Two Pieces by Luca Penne

In the Flood Zone

Most of the roads go nowhere, the bridges out but replaced by flimsy plank excuses, the asphalt stripped to reveal boulders abandoned by glaciers eleven thousand years ago, before anyone had learned to read the bible. Downtown, dirt tracks intersect among buildings wrecked and lacking facades. Only the pharmacy remains open. Ken in white jacket disperses painkillers in blue, pink, and green. Behind the shops the canal sulks in muddy withdrawal. Beyond and parallel, the railroad high on its embankment still functions. Long freight trains from Canada rattle past. Nothing derails the rush of commerce, but the town no longer pulses with corruption. The realtors and selectmen have drowned, the lawyers have slunk away. Big houses built by speculators collapsed when foundations cracked and the wetlands had their revenge. Nothing left to brag about. The state and federal governments looked, promised, and left. The last adolescent lovers claim a half-toppled house for their noisy, feverish sex. The child they’ll abort will ghost above the ruins forever. But once the roads repave themselves and new speculators enrich themselves that spirit will tatter like a flag of surrender.
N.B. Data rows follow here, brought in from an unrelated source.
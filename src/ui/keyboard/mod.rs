//! Keyboard-Shortcuts für die Zeichenfläche.

use crate::app::AppIntent;

/// Verarbeitet Keyboard-Shortcuts und gibt AppIntents zurück.
///
/// Ctrl+Q (Cmd+Q) und Escape beenden die Anwendung.
pub(super) fn collect_keyboard_intents(ui: &egui::Ui) -> Vec<AppIntent> {
    let mut events = Vec::new();

    let (modifiers, key_q_pressed, key_escape_pressed) = ui.input(|i| {
        (
            i.modifiers,
            i.key_pressed(egui::Key::Q),
            i.key_pressed(egui::Key::Escape),
        )
    });

    if (modifiers.command && key_q_pressed) || key_escape_pressed {
        events.push(AppIntent::ExitRequested);
    }

    events
}

#[cfg(test)]
mod tests;
//! Builder für Render-Szenen aus dem AppState.

use crate::app::AppState;
use crate::core::{CurveModel, HitTarget};
use crate::shared::{HandleGuide, HandleKind, RenderScene};

/// Baut eine RenderScene aus dem aktuellen AppState.
///
/// Die komplette Kurve wird jedes Frame neu abgetastet.
pub fn build(state: &AppState) -> RenderScene {
    let curve = &state.curve;
    let options = &state.options;

    let segments = curve
        .segments()
        .map(|seg| seg.sample(options.samples_per_segment).collect())
        .collect();

    let active_position = state
        .interaction
        .drag_target()
        .and_then(|target| target_position(curve, target));

    RenderScene {
        segments,
        anchors: curve.anchors().to_vec(),
        guides: collect_guides(curve, options.show_unused_handles),
        active_position,
        options: options.clone(),
    }
}

/// Führungslinien für alle Tangentenpunkte, die ein Segment speisen.
///
/// Der Rückwärts-Punkt des ersten und der Vorwärts-Punkt des letzten Ankers
/// werden nur mit `show_unused` gezeichnet.
fn collect_guides(curve: &CurveModel, show_unused: bool) -> Vec<HandleGuide> {
    let n = curve.len();
    let mut guides = Vec::with_capacity(n * 2);

    for (i, &anchor) in curve.anchors().iter().enumerate() {
        if show_unused || i + 1 < n {
            guides.push(HandleGuide {
                anchor,
                handle: curve.forward_handles()[i],
                kind: HandleKind::Forward,
            });
        }
        if show_unused || i > 0 {
            guides.push(HandleGuide {
                anchor,
                handle: curve.backward_handles()[i],
                kind: HandleKind::Backward,
            });
        }
    }

    guides
}

fn target_position(curve: &CurveModel, target: HitTarget) -> Option<glam::Vec2> {
    match target {
        HitTarget::Anchor(i) => curve.anchor(i).ok(),
        HitTarget::ForwardHandle(i) => curve.forward_handle(i).ok(),
        HitTarget::BackwardHandle(i) => curve.backward_handle(i).ok(),
    }
}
The winter light hangs overhead in sallow tones unflattering to survivors.



Guppy Adrift

His brittle fins look frail as mica. “Throw that thing out,” you say. But guppy looks clairvoyant in death. Not like tea leaves, though. Instead of sinking he floats like a compass needle. He doesn’t point north but toward the sea. “Get that thing out of the tank before it poisons the other fish.” A pair of angelfish nose the carcass. Guppy swells a little, and then, as we stare at him, pops. Yellow scum leaks from the split seam. Disgusted, you scoop with your empty coffee cup and corral the mess. “I’m tired of cleaning up your little disasters,” you observe. The angelfish nose up to the surface, blowing tiny bubbles. They seem disappointed that the carcass has disappeared. I think they were happy that guppy bloated and died. You look at me sideways, hoping that when I die you’re far away, enjoying the tropical sun.

2 comments:

Peter Greene said...

Most enjoyable! Thanks for these two: memorable. I look forward to more, if more is in the cards.

PG

Peter Greene said...

Hmm - if more are? That seems to agree better.